La loi française du 13 juillet 1992, avec l’interdiction progressive du stockage des déchets non ultimes, a abouti à la systématisation des pratiques de valorisation et à l’intégration des déchets comme produits à part entière de l’industrie, de l’agriculture et des communautés urbaines. Plus récemment, la réglementation européenne du 1er juillet 2002 en matière de protection de l’environnement a stipulé l’obligation de ne mettre en décharge que des déchets ultimes (déchets qui ne sont plus susceptibles d’être traités dans les conditions techniques et économiques du moment). L’épandage est ainsi communément utilisé pour la valorisation des déchets liquides provenant de l’industrie alimentaire, tels que la production d’huile d’olive (Zenjary et Nejmeddine, 2001), les distilleries de vin ou de rhum (Gemtos et al., 1999), les brasseries (EC, 2001), et les laiteries (Shi et al., 1999). L’épandage de ces effluents combine un apport riche en matières organiques et en éléments nutritifs (EC, 2001). Toutefois, selon la circulaire du 17 décembre 1998, l’épandage de ces déchets ne peut être pratiqué que sur des sols de pente inférieure à 7 % (ce chiffre peut quelque peu différer selon la nature du sol et la végétation).

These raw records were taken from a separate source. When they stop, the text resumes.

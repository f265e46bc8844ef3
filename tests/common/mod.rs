//! Shared utilities for integration testing.

#![allow(dead_code)]

use std::io;
use std::net::{IpAddr, Ipv4Addr, SocketAddr};
use std::sync::{Arc, Mutex};
use std::time::Duration;

use imgproxy::http::{HttpServer, ServerError};
use imgproxy::net::{DualListener, EphemeralIdentity};
use imgproxy::{encode_target, ProxyConfig, Shutdown};
use tokio::io::{AsyncReadExt, AsyncWriteExt};
use tokio::net::{TcpListener, TcpStream};
use tokio::sync::mpsc;
use tokio::task::JoinHandle;

pub const TEST_VERSION: &str = "9.9.9-test";

/// A mock upstream and the request heads it has received.
pub struct Upstream {
    pub addr: SocketAddr,
    pub requests: mpsc::UnboundedReceiver<String>,
}

impl Upstream {
    pub fn url(&self, path: &str) -> String {
        format!("http://{}{}", self.addr, path)
    }

    /// Next request head, lowercased for header matching.
    pub async fn next_request(&mut self) -> String {
        tokio::time::timeout(Duration::from_secs(5), self.requests.recv())
            .await
            .expect("upstream saw no request")
            .expect("upstream closed")
            .to_lowercase()
    }
}

async fn read_head(socket: &mut TcpStream) -> String {
    let mut head = Vec::new();
    let mut buf = [0u8; 1024];
    while !head.windows(4).any(|w| w == b"\r\n\r\n") {
        match socket.read(&mut buf).await {
            Ok(0) | Err(_) => break,
            Ok(n) => head.extend_from_slice(&buf[..n]),
        }
    }
    String::from_utf8_lossy(&head).into_owned()
}

/// Start a mock upstream that answers every connection with `response`
/// verbatim and then closes.
pub async fn start_raw_backend(response: Vec<u8>) -> Upstream {
    let listener = TcpListener::bind("127.0.0.1:0").await.unwrap();
    let addr = listener.local_addr().unwrap();
    let (tx, requests) = mpsc::unbounded_channel();

    tokio::spawn(async move {
        while let Ok((mut socket, _)) = listener.accept().await {
            let tx = tx.clone();
            let response = response.clone();
            tokio::spawn(async move {
                let head = read_head(&mut socket).await;
                let _ = tx.send(head);
                let _ = socket.write_all(&response).await;
                let _ = socket.shutdown().await;
            });
        }
    });

    Upstream { addr, requests }
}

/// Start a mock upstream that returns a fixed 200 response.
pub async fn start_mock_backend(body: &'static str) -> Upstream {
    let response = format!(
        "HTTP/1.1 200 OK\r\nContent-Type: image/png\r\nX-Upstream: mock\r\nContent-Length: {}\r\nConnection: close\r\n\r\n{}",
        body.len(),
        body
    );
    start_raw_backend(response.into_bytes()).await
}

/// Start a mock upstream that accepts connections and never answers.
pub async fn start_silent_backend() -> SocketAddr {
    let listener = TcpListener::bind("127.0.0.1:0").await.unwrap();
    let addr = listener.local_addr().unwrap();
    tokio::spawn(async move {
        let mut held = Vec::new();
        while let Ok((socket, _)) = listener.accept().await {
            held.push(socket);
        }
    });
    addr
}

/// An address nothing listens on.
pub fn refused_addr() -> SocketAddr {
    let listener = std::net::TcpListener::bind("127.0.0.1:0").unwrap();
    listener.local_addr().unwrap()
}

/// A running relay on loopback ephemeral ports.
pub struct Relay {
    pub http: SocketAddr,
    pub https: SocketAddr,
    pub shutdown: Shutdown,
    pub task: JoinHandle<Result<(), ServerError>>,
}

impl Relay {
    pub fn http_url(&self, target: &str) -> String {
        format!("http://{}/{}", self.http, encode_target(target))
    }

    pub fn https_url(&self, target: &str) -> String {
        format!("https://{}/{}", self.https, encode_target(target))
    }
}

pub async fn start_relay(mut config: ProxyConfig) -> Relay {
    config.listener.bind_address = IpAddr::V4(Ipv4Addr::LOCALHOST);
    config.listener.http_port = 0;
    config.listener.https_port = 0;

    let identity = EphemeralIdentity::generate().unwrap();
    let tls = identity.rustls_config().await.unwrap();
    let listeners = DualListener::bind(&config.listener).unwrap();
    let http = listeners.http_addr().unwrap();
    let https = listeners.https_addr().unwrap();

    let server = HttpServer::new(config, TEST_VERSION).unwrap();
    let shutdown = Shutdown::new();
    let rx = shutdown.subscribe();
    let task = tokio::spawn(async move { server.run(listeners, tls, rx).await });

    Relay {
        http,
        https,
        shutdown,
        task,
    }
}

/// Test client: no system proxy, trusts the ephemeral certificate.
pub fn client() -> reqwest::Client {
    reqwest::Client::builder()
        .no_proxy()
        .danger_accept_invalid_certs(true)
        .timeout(Duration::from_secs(10))
        .build()
        .unwrap()
}

/// Formatted log output collected by [`capture_logs`].
#[derive(Clone, Default)]
pub struct LogBuffer(Arc<Mutex<Vec<u8>>>);

impl io::Write for LogBuffer {
    fn write(&mut self, buf: &[u8]) -> io::Result<usize> {
        self.0.lock().unwrap().extend_from_slice(buf);
        Ok(buf.len())
    }

    fn flush(&mut self) -> io::Result<()> {
        Ok(())
    }
}

impl LogBuffer {
    pub fn contents(&self) -> String {
        String::from_utf8_lossy(&self.0.lock().unwrap()).into_owned()
    }

    /// Lines carrying `message`.
    pub fn lines_with(&self, message: &str) -> Vec<String> {
        self.contents()
            .lines()
            .filter(|line| line.contains(message))
            .map(str::to_string)
            .collect()
    }
}

/// Route `info` and above on the current thread into a buffer.
///
/// Only valid on the default current-thread test runtime, where the relay's
/// spawned tasks run on the same thread as the test.
pub fn capture_logs() -> (LogBuffer, tracing::subscriber::DefaultGuard) {
    let buffer = LogBuffer::default();
    let writer = buffer.clone();
    let subscriber = tracing_subscriber::fmt()
        .with_ansi(false)
        .with_max_level(tracing::Level::INFO)
        .with_writer(move || writer.clone())
        .finish();
    (buffer, tracing::subscriber::set_default(subscriber))
}
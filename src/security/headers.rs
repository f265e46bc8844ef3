//! Header manipulation between the inbound and upstream hops.
//!
//! # Responsibilities
//! - Strip hop-by-hop headers in both directions
//! - Drop the inbound `Host` so the upstream sees the target authority
//! - Copy every other header with all of its values
//!
//! # Design Decisions
//! - Framing headers belong to one connection; each side re-frames the body
//! - Headers listed in `Connection` are hop-by-hop as well (RFC 9110 §7.6.1)

use axum::http::header::{self, HeaderMap, HeaderName};

/// Headers that only apply to a single connection.
const HOP_BY_HOP: [HeaderName; 8] = [
    header::CONNECTION,
    HeaderName::from_static("keep-alive"),
    header::PROXY_AUTHENTICATE,
    header::PROXY_AUTHORIZATION,
    header::TE,
    header::TRAILER,
    header::TRANSFER_ENCODING,
    header::UPGRADE,
];

/// Response header carrying the relay version.
pub const X_IMGPROXY_VERSION: HeaderName = HeaderName::from_static("x-imgproxy-version");

fn connection_listed(headers: &HeaderMap) -> Vec<HeaderName> {
    headers
        .get_all(header::CONNECTION)
        .iter()
        .filter_map(|v| v.to_str().ok())
        .flat_map(|v| v.split(','))
        .filter_map(|name| HeaderName::from_bytes(name.trim().as_bytes()).ok())
        .collect()
}

fn copy_end_to_end(source: &HeaderMap, skip: &[HeaderName]) -> HeaderMap {
    let listed = connection_listed(source);
    let mut out = HeaderMap::with_capacity(source.len());

    for (name, value) in source.iter() {
        if HOP_BY_HOP.contains(name) || listed.contains(name) || skip.contains(name) {
            continue;
        }
        out.append(name.clone(), value.clone());
    }
    out
}

/// Headers to send upstream, derived from the inbound request.
pub fn outbound_headers(inbound: &HeaderMap) -> HeaderMap {
    copy_end_to_end(inbound, &[header::HOST])
}

/// Headers to send to the caller, derived from the upstream response.
pub fn response_headers(upstream: &HeaderMap) -> HeaderMap {
    copy_end_to_end(upstream, &[])
}
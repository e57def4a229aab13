//! Implementations of the CLI subcommands.

pub mod run;
//! # Repository List Manifest
//!
//! Parsing, serialization and update operations for the repository list
//! manifest (`ros2.repos` shape). On disk the document groups entries under a
//! composite `"org/name"` key:
//!
//! ```yaml
//! repositories:
//!   ros2/rclcpp:
//!     type: git
//!     url: https://github.com/ros2/rclcpp.git
//!     version: master
//! ```
//!
//! In memory the entries are keyed by repository name alone, with the
//! organization promoted to a field on [`Repo`]. The two shapes convert in
//! both directions via [`process`] and [`to_repos_file`]; for entries that
//! carry only `type`/`url`/`version` the conversion round-trips exactly.
//! Any other per-entry fields are dropped on load and are not re-emitted.
//!
//! All update operations are persistent: they return a new map with a single
//! entry replaced and never mutate their input, so callers holding the old
//! snapshot keep observing the old versions.

use std::collections::BTreeMap;
use std::fs;
use std::path::Path;

use serde::{Deserialize, Serialize};

use crate::error::{Error, Result};

/// A single on-disk repository entry.
#[derive(Debug, Clone, PartialEq, Eq, Serialize, Deserialize)]
pub struct RepoEntry {
    /// Version-control kind, e.g. `git`.
    #[serde(rename = "type")]
    pub repo_type: String,
    /// Source URL of the repository.
    pub url: String,
    /// Branch, tag or commit reference.
    pub version: String,
}

/// The repository list manifest in its on-disk shape, keyed by `"org/name"`.
#[derive(Debug, Clone, PartialEq, Eq, Serialize, Deserialize)]
pub struct ReposFile {
    pub repositories: BTreeMap<String, RepoEntry>,
}

/// An in-memory repository entry, with the organization promoted to a field.
#[derive(Debug, Clone, PartialEq, Eq)]
pub struct Repo {
    pub org: String,
    pub repo_type: String,
    pub url: String,
    pub version: String,
}

/// The in-memory manifest shape, keyed by repository name.
///
/// `BTreeMap` keeps the iteration order deterministic; the migration loop
/// visits repositories in this (sorted) order.
pub type Repos = BTreeMap<String, Repo>;

/// A partial update for a repository entry; `None` fields are left unchanged.
#[derive(Debug, Clone, Default)]
pub struct RepoPatch {
    pub org: Option<String>,
    pub repo_type: Option<String>,
    pub url: Option<String>,
    pub version: Option<String>,
}

/// Load the on-disk manifest from `path`.
pub fn load(path: &Path) -> Result<ReposFile> {
    let contents = fs::read_to_string(path)?;
    Ok(serde_yaml::from_str(&contents)?)
}

/// Convert the on-disk shape to the in-memory shape.
///
/// Splits each composite key at the first `/`; a key without a separator is
/// a schema error.
pub fn process(file: ReposFile) -> Result<Repos> {
    let mut repos = Repos::new();
    for (key, entry) in file.repositories {
        let (org, name) = key.split_once('/').ok_or_else(|| Error::Schema {
            message: format!("repository key '{}' is missing an 'org/name' separator", key),
        })?;
        repos.insert(
            name.to_string(),
            Repo {
                org: org.to_string(),
                repo_type: entry.repo_type,
                url: entry.url,
                version: entry.version,
            },
        );
    }
    Ok(repos)
}

/// Load the manifest and convert it to the in-memory shape in one step.
pub fn load_and_process(path: &Path) -> Result<Repos> {
    process(load(path)?)
}

/// Convert the in-memory shape back to the on-disk shape.
///
/// Only `type`, `url` and `version` are re-emitted per entry.
pub fn to_repos_file(repos: &Repos) -> ReposFile {
    let mut repositories = BTreeMap::new();
    for (name, repo) in repos {
        repositories.insert(
            format!("{}/{}", repo.org, name),
            RepoEntry {
                repo_type: repo.repo_type.clone(),
                url: repo.url.clone(),
                version: repo.version.clone(),
            },
        );
    }
    ReposFile { repositories }
}

/// Look up a repository by name. Absence is `None`, never an error.
pub fn get<'a>(repos: &'a Repos, name: &str) -> Option<&'a Repo> {
    repos.get(name)
}

/// Apply a field patch to the named repository, returning a new snapshot.
///
/// Fails with [`Error::RepoNotFound`] if the name is absent. The input map is
/// never mutated.
pub fn set(repos: &Repos, name: &str, patch: RepoPatch) -> Result<Repos> {
    let current = repos.get(name).ok_or_else(|| Error::RepoNotFound {
        repo: name.to_string(),
        manifest: "repos file".to_string(),
    })?;

    let mut updated = current.clone();
    if let Some(org) = patch.org {
        updated.org = org;
    }
    if let Some(repo_type) = patch.repo_type {
        updated.repo_type = repo_type;
    }
    if let Some(url) = patch.url {
        updated.url = url;
    }
    if let Some(version) = patch.version {
        updated.version = version;
    }

    let mut next = repos.clone();
    next.insert(name.to_string(), updated);
    Ok(next)
}

/// Set the version reference of the named repository, returning a new
/// snapshot.
pub fn set_version(repos: &Repos, name: &str, version: &str) -> Result<Repos> {
    set(
        repos,
        name,
        RepoPatch {
            version: Some(version.to_string()),
            ..RepoPatch::default()
        },
    )
}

Du fait de la nature liquide et organique de ces déchets, les risques d’anaérobiose sont transitoirement accrus (Renault et Sierra, 1994) en raison d’une consommation accrue d’O2 dont la diffusion est réduite en parallèle. Si l’anaérobiose a des effets positifs sur l’élimination de NO3 – (Parry et al., 1999), des pesticides chlorés (Liu et al., 1991) et des composés phénoliques (Lovley, 1991), elle est aussi susceptible de provoquer (i) un accroissement des émissions de gaz à effet de serre – N2O et CH4 – (Conrad, 1996), (ii) une production et/ou une accumulation de composés toxiques dans le sol dont NO2 – (Roy et Conrad, 1999) et certains acides organiques (Zehnder et Stumm, 1988), et (iii) la mobilisation d’éléments métalliques (Quantin et al., 2001). De telles conditions peuvent alors conduire au transfert de ces derniers éléments vers les eaux souterraines. Les éléments Fe, Mn et d’autres ETM peuvent être naturellement abondants dans certains sols (Tableau 1) ou apportés avec les épandages (Speir Tableau 2 : Effets du pH et du potentiel redox sur la mobilité des ETM (Förstner, 1985).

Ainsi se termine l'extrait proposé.